Il Parlamento di Beirut conta 128 seggi. Hezbollah (il “partito di Dio” sciita) e il gruppo Amal del presidente uscente Nabih Berri hanno mantenuto i consensi per replicare i 27 seggi che spettano agli sciiti. La sconfitta nelle urne è, invece, del Free patriotic movement (Fpm) del cristiano maronita Michel Aoun, presidente della Repubblica: dimezzata la rappresentanza parlamentare. E hanno perso il seggio anche il leader druso Talal Arslan (ad Aley) e il sunnita Fausal Karame a Tripoli. Ma i risultati restituiscono due tendenze contrapposte. La vittoria di Forze Libanesi con 19 seggi squaderna un’inquietante conseguenza. È il partito di Samir Geagea, nemico giurato della Siria e dell’Iran. Era il comandante delle milizie cristiane nella guerra civile 1975-1990. Ha scontato undici anni di detenzione per i crimini commessi.

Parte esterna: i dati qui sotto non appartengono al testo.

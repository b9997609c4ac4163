//! Embedding provider abstraction and the local tract-based implementation.
//!
//! Defines the [`Embedder`] trait — the external black-box text-to-vector
//! function the index depends on — and [`TractEmbedder`], a pure-Rust
//! pipeline that loads the all-MiniLM-L6-v2 ONNX model with tract-onnx,
//! tokenizes with the tokenizers crate, mean-pools, and L2-normalises.
//! No ONNX Runtime or system deps.
//!
//! The index assumes the embedder is deterministic, pure, and slow enough
//! to justify caching. Calls are made from the blocking thread pool.

use anyhow::{bail, Result};
use parking_lot::Mutex;
use std::path::PathBuf;
use std::sync::Arc;
use tract_onnx::prelude::*;

const ALL_MINILM_REPO: &str = "sentence-transformers/all-MiniLM-L6-v2";
const ALL_MINILM_DIMS: usize = 384;
const DEFAULT_MAX_LEN: usize = 256;

/// Batch text-to-vector function.
///
/// Implementations must be deterministic: the same text maps to the same
/// vector across runs, which is what makes the content-addressed cache
/// valid. Vectors are normalised by the caller before storage.
pub trait Embedder: Send + Sync {
    /// Model identifier; persisted with the cache and used as a
    /// compatibility guard.
    fn model_id(&self) -> &str;

    /// Embedding dimensionality (e.g. 384).
    fn dims(&self) -> usize;

    /// Embed a batch of texts, one vector per input, in input order.
    fn embed(&self, texts: &[String]) -> Result<Vec<Vec<f32>>>;
}

/// Scale a vector to unit L2 norm (no-op on the zero vector).
pub fn normalize_l2(mut v: Vec<f32>) -> Vec<f32> {
    let norm: f32 = v.iter().map(|x| x * x).sum::<f32>().sqrt();
    if norm > 1e-9 {
        for x in &mut v {
            *x /= norm;
        }
    }
    v
}

/// Dot product of two equal-length vectors.
///
/// For unit-norm vectors this is the cosine similarity.
pub fn dot(a: &[f32], b: &[f32]) -> f32 {
    a.iter().zip(b.iter()).map(|(x, y)| x * y).sum()
}

// ============ Tract (local ONNX) embedder ============

struct LoadedModel {
    tokenizer: tokenizers::Tokenizer,
    plan: TypedSimplePlan<TypedModel>,
    dims: usize,
}

/// Local embedding pipeline backed by tract-onnx.
///
/// The ONNX model and tokenizer are downloaded into `model_cache_dir` on
/// first use and loaded lazily on the first `embed` call.
pub struct TractEmbedder {
    model_name: String,
    batch_size: usize,
    model_cache_dir: PathBuf,
    loaded: Mutex<Option<Arc<LoadedModel>>>,
}

impl TractEmbedder {
    pub fn new(model_name: &str, batch_size: usize, model_cache_dir: PathBuf) -> TractEmbedder {
        TractEmbedder {
            model_name: model_name.to_string(),
            batch_size,
            model_cache_dir,
            loaded: Mutex::new(None),
        }
    }

    fn ensure_loaded(&self) -> Result<Arc<LoadedModel>> {
        let mut guard = self.loaded.lock();
        if let Some(loaded) = guard.as_ref() {
            return Ok(loaded.clone());
        }

        let (_, _, dims) = model_manifest(&self.model_name)?;
        let (onnx_path, tokenizer_path) = self.ensure_cached()?;

        let tokenizer = tokenizers::Tokenizer::from_file(&tokenizer_path)
            .map_err(|e| anyhow::anyhow!("Load tokenizer: {}", e))?;

        let plan = tract_onnx::onnx()
            .model_for_path(&onnx_path)
            .map_err(|e| anyhow::anyhow!("Load ONNX: {}", e))?
            .into_optimized()
            .map_err(|e| anyhow::anyhow!("Optimize: {}", e))?
            .into_runnable()
            .map_err(|e| anyhow::anyhow!("Build tract runnable: {}", e))?;

        let loaded = Arc::new(LoadedModel {
            tokenizer,
            plan,
            dims,
        });
        *guard = Some(loaded.clone());
        Ok(loaded)
    }

    /// Ensure model and tokenizer are in cache; return (onnx path, tokenizer path).
    fn ensure_cached(&self) -> Result<(PathBuf, PathBuf)> {
        let (onnx_rel, tokenizer_rel, _) = model_manifest(&self.model_name)?;
        let model_dir = self.model_cache_dir.join(&self.model_name);
        let onnx_path = model_dir.join(onnx_rel);
        let tokenizer_path = model_dir.join(tokenizer_rel);
        download_to_cache(ALL_MINILM_REPO, onnx_rel, &onnx_path)?;
        download_to_cache(ALL_MINILM_REPO, tokenizer_rel, &tokenizer_path)?;
        Ok((onnx_path, tokenizer_path))
    }
}

impl Embedder for TractEmbedder {
    fn model_id(&self) -> &str {
        &self.model_name
    }

    fn dims(&self) -> usize {
        ALL_MINILM_DIMS
    }

    fn embed(&self, texts: &[String]) -> Result<Vec<Vec<f32>>> {
        let loaded = self.ensure_loaded()?;
        let mut all_embeddings = Vec::with_capacity(texts.len());

        for chunk in texts.chunks(self.batch_size.max(1)) {
            let encodings: Vec<_> = chunk
                .iter()
                .map(|s| {
                    loaded
                        .tokenizer
                        .encode(s.as_str(), true)
                        .map_err(|e| anyhow::anyhow!("Tokenize: {}", e))
                })
                .collect::<Result<Vec<_>>>()?;

            let max_len = encodings
                .iter()
                .map(|e| e.get_ids().len())
                .max()
                .unwrap_or(1)
                .min(DEFAULT_MAX_LEN);

            let batch = encodings.len();
            let mut input_ids = vec![0i64; batch * max_len];
            let mut attention_mask = vec![0i64; batch * max_len];

            for (i, enc) in encodings.iter().enumerate() {
                let ids = enc.get_ids();
                let len = ids.len().min(max_len);
                for (j, &id) in ids.iter().take(len).enumerate() {
                    input_ids[i * max_len + j] = id as i64;
                    attention_mask[i * max_len + j] = 1;
                }
            }

            let input_ids_tensor = ndarray::Array2::from_shape_vec((batch, max_len), input_ids)
                .map_err(|e| anyhow::anyhow!("Input ids shape: {}", e))?;
            let attention_mask_tensor =
                ndarray::Array2::from_shape_vec((batch, max_len), attention_mask)
                    .map_err(|e| anyhow::anyhow!("Attention mask shape: {}", e))?;

            let input_ids_t: Tensor = input_ids_tensor.into();
            let attention_mask_t: Tensor = attention_mask_tensor.into();
            let result = loaded
                .plan
                .run(tvec!(input_ids_t.into(), attention_mask_t.into()))?;

            let output = result
                .into_iter()
                .next()
                .ok_or_else(|| anyhow::anyhow!("No output tensor"))?;
            let view = output
                .to_array_view::<f32>()
                .map_err(|e| anyhow::anyhow!("Output to array: {}", e))?;

            // Output shape is [batch, seq_len, dims] (last_hidden_state, mean-pool
            // over valid tokens) or [batch, dims] (sentence_embedding). Handle both.
            let shape = view.shape();
            if shape.len() == 2 {
                for i in 0..shape[0] {
                    let row = view.slice(ndarray::s![i, ..]);
                    let vec: Vec<f32> = row.iter().copied().collect();
                    all_embeddings.push(normalize_l2(vec));
                }
            } else if shape.len() == 3 {
                let seq_len = shape[1];
                for (i, enc) in encodings.iter().enumerate() {
                    let valid_len = enc.get_ids().len().min(seq_len).min(max_len);
                    let mut sum = vec![0f32; loaded.dims];
                    let mut count = 0f32;
                    for j in 0..valid_len {
                        for (k, &v) in view.slice(ndarray::s![i, j, ..]).iter().enumerate() {
                            if k < loaded.dims {
                                sum[k] += v;
                            }
                        }
                        count += 1.0;
                    }
                    if count > 0.0 {
                        for x in &mut sum {
                            *x /= count;
                        }
                    }
                    all_embeddings.push(normalize_l2(sum));
                }
            } else {
                bail!("Unexpected output shape: {:?}", shape);
            }
        }

        Ok(all_embeddings)
    }
}

/// Model manifest: name -> (onnx path in repo, tokenizer path in repo, dims).
fn model_manifest(model_name: &str) -> Result<(&'static str, &'static str, usize)> {
    match model_name {
        "all-minilm-l6-v2" => Ok(("onnx/model.onnx", "tokenizer.json", ALL_MINILM_DIMS)),
        _ => bail!(
            "Tract backend supports only all-minilm-l6-v2 for now. Requested: '{}'",
            model_name
        ),
    }
}

fn download_to_cache(repo: &str, path: &str, cache_path: &std::path::Path) -> Result<()> {
    if cache_path.exists() {
        return Ok(());
    }
    let url = format!(
        "https://huggingface.co/{}/resolve/main/{}",
        repo,
        path.replace(' ', "%20")
    );
    let resp = reqwest::blocking::get(&url)
        .map_err(|e| anyhow::anyhow!("Download {}: {}", url, e))?
        .error_for_status()
        .map_err(|e| anyhow::anyhow!("Download {}: {}", url, e))?;
    let bytes = resp
        .bytes()
        .map_err(|e| anyhow::anyhow!("Read body: {}", e))?;
    if let Some(parent) = cache_path.parent() {
        std::fs::create_dir_all(parent)
            .map_err(|e| anyhow::anyhow!("Create cache parent: {}", e))?;
    }
    std::fs::write(cache_path, &bytes).map_err(|e| anyhow::anyhow!("Write cache: {}", e))?;
    Ok(())
}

Tornato in libertà nel 2005 si era alleato con il sunnita Saad Hariri, uscito di scena boicottando le urne… Di ben altro tenore il clamoroso successo dei murashahin althawra, i “candidati della rivoluzione”. Come sintetizza l’attivista Rula El Halabi: «Informate le forze di sicurezza del Parlamento che i rivoluzionari del 17 ottobre 2019sono entrati in piazza Nejmeh, ma da deputati». Prima c’era solo Paula Yacoubian eletta a Beirut, adesso sono sedici volti nuovi, lontanissimi dal “giro” dei poteri corrotti, espressione del “nuovo Libano”. Per tutti Firas Hamdan, avvocato, trentenne, che nella circoscrizione Sud 3 si è imposto sul banchiere Marwan Kheireddine. Hamdan era in prima fila nelle proteste dopo l’esplosione nel porto di Beirut (200 morti, oltre 7 mila feriti e 300 mila sfollati). Bersaglio delle forze di sicurezza, operato al cuore, ha sfidato la coalizione di Governo in una delle sue roccaforti, senza lasciarsi intimidire da minacce e violenze. Ora sarà un bel rebus negoziare la maggioranza di governo. Nel 2018, si era trattato per oltre un anno. E oggi ha votato poco più del 40 per cento dei 4,5 milioni di residenti. A Beirut si allunga lo spettro del conflitto etnico religioso, mentre le zone di confine fibrillano fra macerie siriane e il conflitto con Tel Aviv. Per tutti i libanesi, un futuro nero: tasso di povertà all’80 per cento della popolazione; svalutazione a precipizio della lira; debito pubblico verso i 100 miliardi di dollari; code ai distributori di benzina; tagli alla rete elettrica; mancanza di medicine. Per di più il 90 per cento dell’import di grano e olio da cucina arrivava da Kiev e Mosca.
Resta l’eco dell’appello di Béchara Boutros Raï, patriarca maronita di Antiochia, nella solenne liturgia al santuario di Nostra Signora di Harissa alla vigilia del voto: «La maggioranza desidera vivere in un Libano libero, democratico e neutrale». E adesso il Libano aspetta la conferma della visita apostolica di papa Francesco.